À l’échelle de la réserve
Magda Milosz
Les terres entourant la baie Burrard, dans les Basses-terres continentales de la Colombie-Britannique, font partie des territoires non cédés de la Première Nation Coast Salish. Sur la rive sud de la baie se trouve la ville de Vancouver, tandis qu’en face, quatre réserves bordent sa rive nord : trois appartiennent à Sḵwx̱wú7mesh Úxwumixw (Nation Squamish) et une à səlilwətaɬ (Nation Tsleil-Waututh). Les quatre réserves coïncident avec les communautés préexistantes de Xwmel̓ch’stn, Eslhá7an, Ch’ich’elx̱wi7ḵw et səlilwətaɬ. Elles font aussi partie du Grand Vancouver, étant situées dans les limites municipales du district de North Vancouver, de la ville de North Vancouver et du district de West Vancouver. Cette superposition de contextes géographiques, juridiques et urbains contribue à ce que l’on pourrait appeler l’échelle de la réserve.
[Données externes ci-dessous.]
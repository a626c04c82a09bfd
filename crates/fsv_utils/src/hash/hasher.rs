//! [`FixedHashState`] and [`NoOpHashState`].
//!
//! `FixedHashState` is `foldhash` with a fixed seed, so results are stable
//! across runs. `NoOpHashState` passes a single written integer through.

use core::hash::{BuildHasher, Hasher};

use foldhash::fast::{FixedState, FoldHasher};

// -----------------------------------------------------------------------------
// FixedHasher

const FIXED_HASH_STATE: FixedState = FixedState::with_seed(0x5AFE_F00D_2B1E_0C37);

/// Hasher produced by [`FixedHashState`].
pub type FixedHasher = FoldHasher<'static>;

/// A `foldhash` build state with a fixed seed.
///
/// # Examples
///
/// ```
/// use core::hash::BuildHasher;
/// use fsv_utils::hash::FixedHashState;
///
/// assert_eq!(FixedHashState.hash_one(3), FixedHashState.hash_one(3));
/// ```
#[derive(Copy, Clone, Default, Debug)]
pub struct FixedHashState;

impl BuildHasher for FixedHashState {
    type Hasher = FixedHasher;

    #[inline(always)]
    fn build_hasher(&self) -> Self::Hasher {
        FIXED_HASH_STATE.build_hasher()
    }
}

// -----------------------------------------------------------------------------
// NoOpHasher

/// Hasher produced by [`NoOpHashState`].
#[derive(Copy, Clone, Default, Debug)]
pub struct NoOpHasher {
    hash: u64,
}

impl Hasher for NoOpHasher {
    #[inline]
    fn finish(&self) -> u64 {
        self.hash
    }

    fn write(&mut self, bytes: &[u8]) {
        // rotation keeps `write_u32(10)` equal to `write_u64(10)`
        for byte in bytes.iter().rev() {
            self.hash = self.hash.rotate_left(8).wrapping_add(*byte as u64);
        }
    }

    #[inline]
    fn write_u64(&mut self, i: u64) {
        self.hash = i;
    }

    #[inline]
    fn write_usize(&mut self, i: usize) {
        self.hash = i as u64;
    }
}

/// A build state whose hash is the written integer itself.
///
/// Meant for keys that are already hashes, such as `TypeId`s.
///
/// # Examples
///
/// ```
/// use core::hash::BuildHasher;
/// use fsv_utils::hash::NoOpHashState;
///
/// assert_eq!(NoOpHashState.hash_one(3_u64), 3);
/// ```
#[derive(Copy, Clone, Default, Debug)]
pub struct NoOpHashState;

impl BuildHasher for NoOpHashState {
    type Hasher = NoOpHasher;

    #[inline(always)]
    fn build_hasher(&self) -> Self::Hasher {
        NoOpHasher { hash: 0 }
    }
}
use proc_macro2::TokenStream;
use quote::quote;

use crate::derive_data::ReflectMeta;

fn static_path_cell(fsv_reflect_path: &syn::Path, generator: TokenStream) -> TokenStream {
    let path_cell_ = crate::path::generic_type_path_cell_(fsv_reflect_path);

    quote! {
        static CELL: #path_cell_ = #path_cell_::new();
        CELL.get_or_insert::<Self>(|| {
            #generator
        })
    }
}

/// Generate implementation code for `TypePath`.
pub(crate) fn impl_trait_type_path(meta: &ReflectMeta) -> TokenStream {
    let fsv_reflect_path = meta.fsv_reflect_path();
    let trait_type_path_ = crate::path::type_path_(fsv_reflect_path);
    let option_ = crate::path::fp::option_();

    let (type_path, type_name, inline_flag) = if meta.impl_with_generic() {
        (
            static_path_cell(fsv_reflect_path, meta.type_path_expr()),
            static_path_cell(fsv_reflect_path, meta.type_name_expr()),
            crate::utils::empty(),
        )
    } else {
        (
            meta.type_path_expr(),
            meta.type_name_expr(),
            quote! { #[inline] },
        )
    };

    let type_ident = meta.type_ident();
    let module_path = match meta.module_path() {
        Some(tokens) => quote!(#option_::Some(#tokens)),
        None => quote!(#option_::None),
    };

    let real_ident = meta.ident();
    let (impl_generics, ty_generics, where_clause) = meta.split_generics([], None);

    quote! {
        impl #impl_generics #trait_type_path_ for #real_ident #ty_generics #where_clause {
            #inline_flag
            fn type_path() -> &'static str {
                #type_path
            }

            #inline_flag
            fn type_name() -> &'static str {
                #type_name
            }

            #[inline]
            fn type_ident() -> &'static str {
                #type_ident
            }

            #[inline]
            fn module_path() -> #option_<&'static str> {
                #module_path
            }
        }
    }
}
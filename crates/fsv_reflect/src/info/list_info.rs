use core::any::{Any, TypeId};

use crate::info::{Type, TypeInfo, TypePath, Typed, impl_type_fn};
use crate::ops::List;

/// Static information of a growable sequence, such as `Vec<T>`.
#[derive(Clone, Debug)]
pub struct ListInfo {
    ty: Type,
    item_id: TypeId,
    // `TypeInfo` is created on first access; using a function pointer delays it.
    item_info: fn() -> &'static TypeInfo,
}

impl ListInfo {
    impl_type_fn!(ty);

    #[inline]
    pub const fn new<TList: List + TypePath, TItem: Typed>() -> Self {
        Self {
            ty: Type::of::<TList>(),
            item_id: TypeId::of::<TItem>(),
            item_info: TItem::type_info,
        }
    }

    #[inline]
    pub const fn item_id(&self) -> TypeId {
        self.item_id
    }

    #[inline]
    pub fn item_is<T: Any>(&self) -> bool {
        self.item_id == TypeId::of::<T>()
    }

    #[inline]
    pub fn item_info(&self) -> &'static TypeInfo {
        (self.item_info)()
    }
}
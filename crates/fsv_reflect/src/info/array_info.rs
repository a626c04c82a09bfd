use core::any::{Any, TypeId};

use crate::info::{Type, TypeInfo, TypePath, Typed, impl_type_fn};
use crate::ops::Array;

/// Static information of a fixed-size array `[T; N]`.
#[derive(Clone, Debug)]
pub struct ArrayInfo {
    ty: Type,
    item_id: TypeId,
    // `TypeInfo` is created on first access; using a function pointer delays it.
    item_info: fn() -> &'static TypeInfo,
    capacity: usize,
}

impl ArrayInfo {
    impl_type_fn!(ty);

    #[inline]
    pub const fn new<TArray: Array + TypePath, TItem: Typed>(capacity: usize) -> Self {
        Self {
            ty: Type::of::<TArray>(),
            item_id: TypeId::of::<TItem>(),
            item_info: TItem::type_info,
            capacity,
        }
    }

    /// The `N` of `[T; N]`.
    #[inline]
    pub const fn capacity(&self) -> usize {
        self.capacity
    }

    #[inline]
    pub const fn item_id(&self) -> TypeId {
        self.item_id
    }

    #[inline]
    pub fn item_is<T: Any>(&self) -> bool {
        self.item_id == TypeId::of::<T>()
    }

    #[inline]
    pub fn item_info(&self) -> &'static TypeInfo {
        (self.item_info)()
    }
}
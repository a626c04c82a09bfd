//! Serializer strategies.
//!
//! ## Menu
//!
//! - [`SerializerStrategy`]: the encoder / decoder of a set of types.
//! - [`StrategyRegistry`]: the ordered strategy list with its per-type cache.
//!
//! Built-in strategies, from lowest to highest priority:
//!
//! - [`ReflectiveStrategy`]: structs, member by member.
//! - [`ListStrategy`], [`ArrayStrategy`], [`MapStrategy`]: containers.
//! - [`EnumStrategy`]: variant index and variant fields.
//! - [`TypeHandleStrategy`]: [`TypeHandle`](fsv_reflect::info::TypeHandle) values.
//! - [`PrimitiveStrategy`]: the fixed primitive set.
//!
//! `Option<T>` and `Shared<T>` are framed by the engine itself and never
//! reach a strategy, their inner values do.

// -----------------------------------------------------------------------------
// Modules

mod array;
mod enum_strategy;
mod list;
mod map;
mod primitive;
mod reflective;
mod registry;
mod type_handle;

// -----------------------------------------------------------------------------
// Exports

pub use array::ArrayStrategy;
pub use enum_strategy::EnumStrategy;
pub use list::ListStrategy;
pub use map::MapStrategy;
pub use primitive::PrimitiveStrategy;
pub use reflective::ReflectiveStrategy;
pub use registry::StrategyRegistry;
pub use type_handle::TypeHandleStrategy;

use fsv_reflect::Reflect;
use fsv_reflect::info::TypeInfo;

use crate::engine::{DeserializeDriver, SerializeDriver};
use crate::error::Result;

// -----------------------------------------------------------------------------
// SerializerStrategy

/// Encodes and decodes the values of the types it [`handles`].
///
/// Strategies are stateless: everything a call needs comes from the driver,
/// which gives access to the stream, the caller's context and the engine
/// for nested values. A strategy must read exactly what it wrote.
///
/// # Examples
///
/// A host type written as a single `u64`:
///
/// ```
/// use fsv_binary::codec::{read_primitive, write_primitive};
/// use fsv_binary::strategy::SerializerStrategy;
/// use fsv_binary::{DeserializeDriver, Engine, Error, Result, SerializeDriver};
/// use fsv_reflect::Reflect;
/// use fsv_reflect::derive::Reflect;
/// use fsv_reflect::info::TypeInfo;
///
/// #[derive(Reflect, Default, Debug, PartialEq)]
/// #[reflect(opaque, default)]
/// struct MeshId(u64);
///
/// struct MeshIdStrategy;
///
/// impl SerializerStrategy for MeshIdStrategy {
///     fn handles(&self, info: &'static TypeInfo) -> bool {
///         info.is::<MeshId>()
///     }
///
///     fn serialize(&self, value: &dyn Reflect, driver: &mut SerializeDriver) -> Result<()> {
///         let id = value.downcast_ref::<MeshId>().map_or(0, |mesh| mesh.0);
///         write_primitive(driver.writer(), &id)
///     }
///
///     fn deserialize(&self, target: &mut dyn Reflect, driver: &mut DeserializeDriver) -> Result<()> {
///         let mut id = 0_u64;
///         read_primitive(driver.reader(), &mut id)?;
///         if let Some(mesh) = target.downcast_mut::<MeshId>() {
///             mesh.0 = id;
///         }
///         Ok(())
///     }
/// }
///
/// let mut engine = Engine::default();
/// engine.register_strategy(MeshIdStrategy);
///
/// let bytes = engine.to_bytes(&MeshId(42)).unwrap();
/// assert_eq!(bytes, 42_u64.to_le_bytes());
/// assert_eq!(engine.from_bytes::<MeshId>(&bytes).unwrap(), MeshId(42));
/// ```
///
/// [`handles`]: SerializerStrategy::handles
pub trait SerializerStrategy: Send + Sync + 'static {
    /// A name for logs.
    fn name(&self) -> &'static str {
        core::any::type_name::<Self>()
    }

    /// Returns `true` if the strategy encodes values of the type `info`.
    ///
    /// The answer must only depend on `info`, the registry caches it.
    fn handles(&self, info: &'static TypeInfo) -> bool;

    /// Writes `value`, a value of a handled type.
    fn serialize(&self, value: &dyn Reflect, driver: &mut SerializeDriver) -> Result<()>;

    /// Reads a value of a handled type into `target`, in place.
    fn deserialize(&self, target: &mut dyn Reflect, driver: &mut DeserializeDriver) -> Result<()>;
}
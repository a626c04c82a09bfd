use proc_macro2::TokenStream;
use quote::{ToTokens, format_ident, quote};
use syn::{Fields, Ident, Index, Member, Type, Visibility};

use super::{FieldAttributes, ReflectMeta};

// -----------------------------------------------------------------------------
// StructField

/// One field of a struct or of an enum variant.
pub(crate) struct StructField {
    /// `self.#member`, `x` or `0`.
    pub(crate) member: Member,
    /// The reflected name, `"x"` or `"0"`.
    pub(crate) name: String,
    pub(crate) ty: Type,
    pub(crate) attrs: FieldAttributes,
    pub(crate) is_pub: bool,
}

impl StructField {
    pub(crate) fn parse_fields(fields: &Fields) -> syn::Result<Vec<StructField>> {
        fields
            .iter()
            .enumerate()
            .map(|(index, field)| {
                let member = match &field.ident {
                    Some(ident) => Member::Named(ident.clone()),
                    None => Member::Unnamed(Index::from(index)),
                };
                let name = match &field.ident {
                    Some(ident) => ident.to_string(),
                    None => index.to_string(),
                };
                Ok(StructField {
                    member,
                    name,
                    ty: field.ty.clone(),
                    attrs: FieldAttributes::parse_attrs(&field.attrs)?,
                    is_pub: matches!(field.vis, Visibility::Public(_)),
                })
            })
            .collect()
    }

    /// A local binding for pattern matching, `__field_x`.
    pub(crate) fn binding(&self) -> Ident {
        format_ident!("__field_{}", self.name)
    }

    /// `NamedField::new::<Ty>("name").with_visibility(..)...`
    pub(crate) fn to_info_tokens(&self, fsv_reflect_path: &syn::Path) -> TokenStream {
        let named_field_ = crate::path::named_field_(fsv_reflect_path);
        let visibility_ = crate::path::field_visibility_(fsv_reflect_path);

        let ty = &self.ty;
        let name = &self.name;
        let visibility = if self.is_pub {
            quote!(Public)
        } else {
            quote!(Restricted)
        };
        let include = self.attrs.include;
        let exclude = self.attrs.exclude;

        quote! {
            #named_field_::new::<#ty>(#name)
                .with_visibility(#visibility_::#visibility)
                .with_include(#include)
                .with_exclude(#exclude)
        }
    }
}

// -----------------------------------------------------------------------------
// ReflectStruct

/// A struct with named, tuple or no fields.
pub(crate) struct ReflectStruct<'a> {
    meta: ReflectMeta<'a>,
    fields: Vec<StructField>,
}

impl<'a> ReflectStruct<'a> {
    pub(crate) fn new(meta: ReflectMeta<'a>, fields: Vec<StructField>) -> Self {
        Self { meta, fields }
    }

    #[inline]
    pub(crate) fn meta(&self) -> &ReflectMeta<'a> {
        &self.meta
    }

    /// Fields visible to reflection.
    pub(crate) fn active_fields(&self) -> impl Iterator<Item = &StructField> {
        self.fields.iter().filter(|field| !field.attrs.ignore)
    }

    pub(crate) fn active_types(&self) -> impl Iterator<Item = &Type> {
        self.active_fields().map(|field| &field.ty)
    }

    /// `TypeInfo::Struct(StructInfo::new::<Self>(&[...]))`
    pub(crate) fn to_info_tokens(&self) -> TokenStream {
        let fsv_reflect_path = self.meta.fsv_reflect_path();
        let type_info_ = crate::path::type_info_(fsv_reflect_path);
        let struct_info_ = crate::path::struct_info_(fsv_reflect_path);

        let fields = self
            .active_fields()
            .map(|field| field.to_info_tokens(fsv_reflect_path));

        quote! {
            #type_info_::Struct(#struct_info_::new::<Self>(&[ #(#fields),* ]))
        }
    }

    /// Members, names and indices of the active fields, for `match` arms.
    pub(crate) fn accessors(&self) -> (Vec<TokenStream>, Vec<String>, Vec<usize>) {
        let members = self
            .active_fields()
            .map(|field| field.member.to_token_stream())
            .collect();
        let names = self.active_fields().map(|field| field.name.clone()).collect();
        let indices = (0..self.active_fields().count()).collect();
        (members, names, indices)
    }
}
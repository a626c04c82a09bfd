use proc_macro2::TokenStream;

#[inline(always)]
pub(crate) fn empty() -> TokenStream {
    TokenStream::new()
}

/// Does any of `idents` appear in `tokens`?
pub(crate) fn contains_any_ident(idents: &[syn::Ident], tokens: TokenStream) -> bool {
    tokens.into_iter().any(|tree| match tree {
        proc_macro2::TokenTree::Ident(ident) => idents.contains(&ident),
        proc_macro2::TokenTree::Group(group) => contains_any_ident(idents, group.stream()),
        _ => false,
    })
}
Au Canada, les réserves ne représentent qu’une infime partie des territoires des peuples autochtones. Elles ont été délimitées principalement au XIXe siècle afin d’ouvrir la voie à la colonisation européenne massive. Sur le plan juridique, elles représentent des espaces de juridiction circonscrite des Premières Nations, imbriqués dans les frontières géographiques et législatives de l’État colonisateur1. Si la plupart des réserves sont situées dans des zones rurales et éloignées, celles qui se situent dans les villes ou à proximité sont généralement urbanisées – ce qui brouille la frontière entre la réserve et la ville – ou bien effacées par les expropriations et les expulsions. Comme nous le rappelle la chercheuse, écrivaine et artiste Michi Saagiig Nishnaabeg Leanne Betasamosake Simpson, toutes les villes canadiennes sont construites sur des terres autochtones2. Pourtant, l’urbanisme colonial a souvent eu pour effet d’expulser de l’espace urbain l’autochtonie, et plus particulièrement les réserves. Les expropriations, au début du XXe siècle, de la réserve de Lekwungen à Victoria et de la communauté squamish de Sen̓áḵw dans le quartier de Kitsilano à Vancouver n’en sont que deux exemples3. Dans la baie Burrard, les Xwmel̓ch’stn et les Ch’ich’elx̱wí7ḵw ont subi des pressions coloniales similaires lorsque le conseil municipal de North Vancouver a demandé à la Commission royale McKenna-McBride, en 1915, que les réserves « soient vendues ou louées à des conditions favorables pour des sites industriels»4.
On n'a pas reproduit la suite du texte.